“In a world where stupidity dominates, looking good is more important than being right,” writes Professor André Spicer of London’s City University in Aeon Magazine.
Spicer and his fellow author Mats Alvesson described their results of studying dozens of organisations for their book The Stupidity Paradox.
What they found is the smartest don’t get ahead in most organisations, but those who conform with the prevailing culture which usually sets a low bar.
We started out thinking it is likely to be the smartest who got ahead. But we discovered this wasn’t the case.
Organisations hire smart people, but then positively encourage them not to use their intelligence. Asking difficult questions or thinking in greater depth is seen as a dangerous waste. Talented employees quickly learn to use their significant intellectual gifts only in the most narrow and myopic ways.

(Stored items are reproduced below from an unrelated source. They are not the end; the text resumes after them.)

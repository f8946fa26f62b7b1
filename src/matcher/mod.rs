//! Role matching orchestration.
//!
//! Wires the embedding provider, the hybrid search index, and the score
//! recalibrator into one answer to "what existing roles match this job
//! description". Collaborators are injected, never constructed here.

use crate::config::{ScoringConfig, SearchConfig};
use crate::embedding::EmbeddingProvider;
use crate::error::Result;
use crate::model::{JobDescription, RoleMatch};
use crate::scoring::{recalibrate, title_query_overlap};
use crate::search::{HybridQuery, IndustryFilter, RawResult, SearchIndex};

/// Reason strings attached to matches, in presentation order.
const REASON_SEMANTIC: &str = "Semantic content match";
const REASON_EXCELLENT: &str = "Excellent match";
const REASON_HIGH: &str = "High relevancy match";
const REASON_GOOD: &str = "Good relevancy match";
const REASON_ACCEPTABLE: &str = "Acceptable match";
const REASON_TITLE_KEYWORD: &str = "Title keyword match";

pub struct RoleMatcher<'a> {
    embedder: &'a dyn EmbeddingProvider,
    search: &'a dyn SearchIndex,
    scoring: ScoringConfig,
    over_fetch_factor: usize,
}

impl<'a> RoleMatcher<'a> {
    pub fn new(
        embedder: &'a dyn EmbeddingProvider,
        search: &'a dyn SearchIndex,
        scoring: ScoringConfig,
        search_config: &SearchConfig,
    ) -> Self {
        Self {
            embedder,
            search,
            scoring,
            over_fetch_factor: search_config.over_fetch_factor.max(1),
        }
    }

    /// Find existing roles matching a job description, ranked by
    /// recalibrated relevance.
    ///
    /// Embedding failure is fatal to the call: the resilient embedder
    /// has already absorbed everything absorbable, so an error here
    /// means no meaningful vector signal exists. Candidates below the
    /// minimum relevancy threshold are discarded outright, so fewer
    /// than `max_results` matches (including zero) may come back.
    pub fn find_matches(
        &self,
        job: &JobDescription,
        industry_filter: Option<&str>,
        max_results: usize,
    ) -> Result<Vec<RoleMatch>> {
        if max_results == 0 {
            return Ok(Vec::new());
        }

        let vector = self.embedder.embed(&job.search_text())?;

        let query_text = job.text_query();
        let top = max_results * self.over_fetch_factor;
        let mut query = HybridQuery::new(query_text.clone(), vector, top);
        if let Some(industry) = industry_filter.map(str::trim).filter(|s| !s.is_empty()) {
            query = query.with_filter(&IndustryFilter::equals(industry));
        }

        let raw_results = self.search.hybrid_search(&query)?;
        tracing::debug!(
            candidates = raw_results.len(),
            max_results,
            "recalibrating hybrid search candidates"
        );

        let mut matches: Vec<RoleMatch> = raw_results
            .into_iter()
            .filter_map(|raw| self.score_candidate(raw, &query_text))
            .collect();

        // Stable sort keeps engine order as the tie-break.
        matches.sort_by(|a, b| {
            b.relevance_score
                .partial_cmp(&a.relevance_score)
                .unwrap_or(std::cmp::Ordering::Equal)
        });
        matches.truncate(max_results);

        Ok(matches)
    }

    fn score_candidate(&self, raw: RawResult, query_text: &str) -> Option<RoleMatch> {
        let score = recalibrate(raw.raw_score, &raw.title, query_text, &self.scoring);
        if score < self.scoring.min_relevancy {
            return None;
        }

        let reasons = match_reasons(&raw, score, query_text);
        let level = raw.level();

        Some(RoleMatch {
            id: raw.id,
            title: raw.title,
            description: raw.description,
            industry_id: raw.industry_id,
            industry_name: raw.industry_name,
            hierarchy_level: level,
            search_keywords: raw
                .search_keywords
                .split_whitespace()
                .map(str::to_string)
                .collect(),
            relevance_score: score,
            match_reasons: reasons,
        })
    }
}

fn match_reasons(raw: &RawResult, score: f64, query_text: &str) -> Vec<String> {
    let mut reasons = Vec::new();

    if raw.semantic_caption.is_some() {
        reasons.push(REASON_SEMANTIC.to_string());
    }

    let band = if score > 0.9 {
        REASON_EXCELLENT
    } else if score > 0.8 {
        REASON_HIGH
    } else if score > 0.7 {
        REASON_GOOD
    } else {
        REASON_ACCEPTABLE
    };
    reasons.push(band.to_string());

    if title_query_overlap(&raw.title, query_text) > 0 {
        reasons.push(REASON_TITLE_KEYWORD.to_string());
    }

    reasons
}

The tragedy is these organisations squander the talent of those working for them. In many respects management is destroying value rather than adding to it.
Probably the most dangerous type of organisation though are those run by managers who want to be leaders.
They see their role as not just running their business but also transforming their followers. They talk about ‘vision’, ‘belief’ and ‘authenticity’ with great verve. All this sounds like our office buildings are brimming with would-be Nelson Mandelas. However, when you take a closer look at what these self-declared leaders spend their days doing, the story is quite different.
Spicer’s article is well worth a read, if only to nod in agreement with many of the organisations and managers you’ve had to deal with in the past.
It’s worth reflecting how organisations are changing in an information rich age. While it’s tempting to think better access to data will improve their collective intelligence, it may be that algorithms only further entrench poor management practices.